En mi reflexión, las “cosas” que importan en la escuela ya no pueden ser “cosas” (fórmulas, ríos, ejercicios, deberes, adjetivos, números primos, trabajos de investigación,…) sino actitudes, hábitos, gestión de situaciones reales, directamente vivir… Ya no hace falta crear entornos donde practicar, las “cosas” que había de aprenderse están al alcance. No sé si tiene sentido que sea simulado para que se interioricen.

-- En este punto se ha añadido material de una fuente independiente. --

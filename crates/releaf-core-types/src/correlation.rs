//! Request correlation for node operations
//!
//! Every engine call runs inside a request scope. The scope carries the ids
//! used to correlate log events and errors, and the interface locale the
//! caller is working in.

use serde::{Deserialize, Serialize};
use uuid::Uuid;

/// Unique identifier for a single request
#[derive(Debug, Clone, PartialEq, Eq, Hash, Serialize, Deserialize)]
pub struct RequestId(String);

impl RequestId {
    /// Generate a fresh time-ordered RequestId (UUIDv7)
    pub fn new() -> Self {
        Self(Uuid::now_v7().to_string())
    }

    pub fn as_str(&self) -> &str {
        &self.0
    }

    /// Wrap an id handed in by an outer layer
    pub fn from_string(s: String) -> Self {
        Self(s)
    }
}

impl Default for RequestId {
    fn default() -> Self {
        Self::new()
    }
}

impl std::fmt::Display for RequestId {
    fn fmt(&self, f: &mut std::fmt::Formatter<'_>) -> std::fmt::Result {
        f.write_str(&self.0)
    }
}

/// Trace identifier propagated from an upstream caller
#[derive(Debug, Clone, PartialEq, Eq, Hash, Serialize, Deserialize)]
pub struct TraceId(String);

impl TraceId {
    pub fn new() -> Self {
        Self(Uuid::now_v7().to_string())
    }

    pub fn as_str(&self) -> &str {
        &self.0
    }

    pub fn from_string(s: String) -> Self {
        Self(s)
    }
}

impl Default for TraceId {
    fn default() -> Self {
        Self::new()
    }
}

impl std::fmt::Display for TraceId {
    fn fmt(&self, f: &mut std::fmt::Formatter<'_>) -> std::fmt::Result {
        f.write_str(&self.0)
    }
}

/// Request scope handed to every engine call
///
/// `locale` is the interface locale of the request. It is unrelated to the
/// locale stored on tree nodes and is only used as a fallback by callers
/// that need a language when a node resolves none.
#[derive(Debug, Clone)]
pub struct RequestContext {
    pub request_id: RequestId,
    pub trace_id: Option<TraceId>,
    pub locale: Option<String>,
}

impl RequestContext {
    /// Create a context with a fresh RequestId and no locale
    pub fn new() -> Self {
        Self {
            request_id: RequestId::new(),
            trace_id: None,
            locale: None,
        }
    }

    pub fn with_request_id(request_id: RequestId) -> Self {
        Self {
            request_id,
            trace_id: None,
            locale: None,
        }
    }

    pub fn with_trace_id(mut self, trace_id: TraceId) -> Self {
        self.trace_id = Some(trace_id);
        self
    }

    /// Set the interface locale of the request
    pub fn with_locale(mut self, locale: impl Into<String>) -> Self {
        self.locale = Some(locale.into());
        self
    }
}

impl Default for RequestContext {
    fn default() -> Self {
        Self::new()
    }
}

Quizás solo en las actuales etapas de infantil y primaria sea necesaria la escuela como la entendemos hoy. A partir de ahí ¿llevamos la escuela a la vida real directamente? ¿Enseñar pasará a acompañar en el mundo cotidiano y no en centros específicos de aprendizaje? ¿Las personas que acompañen serán docentes? ¿La docencia pasará a manos de quien comparta la vida con las personas jóvenes? ¿Pasaremos de centros con docentes a la docencia en la vida misma e impartida por todas las personas?
¡Madre mía! ¡Cuántos interrogantes! Parece lógico que las personas expertas no intuyan lo que nos viene…
En fin, esperemos que lo que nos depare el futuro no tenga muchos efectos secundarios, ya que la capacidad de relacionar, explicar, recordar, deducir, inferir, buscar, es decir, todo lo que puede hacer por nosotros la IA, ya lo hará por nosotros, y practicarlo será opcional. A ver qué ”gimnasios” o “paseos” sustituirán estas capacidades.
Por cierto, y para acabar, lo único ARTIFICIAL en este escrito es la utilización del corrector, el resto es del todo NATURAL, salido del trabajo de lo que queda en mis neuronas (relacionando experiencias, datos, teorías, estudios, vivencias… situadas en mis recuerdos). Espero, a mi vez, que las reflexiones que genere (apoyando o matizando lo escrito) también sean NATURALES, fruto de las conexiones neuronales, aunque no creo que a la ARTIFICIALIDAD se le pida nada al respecto.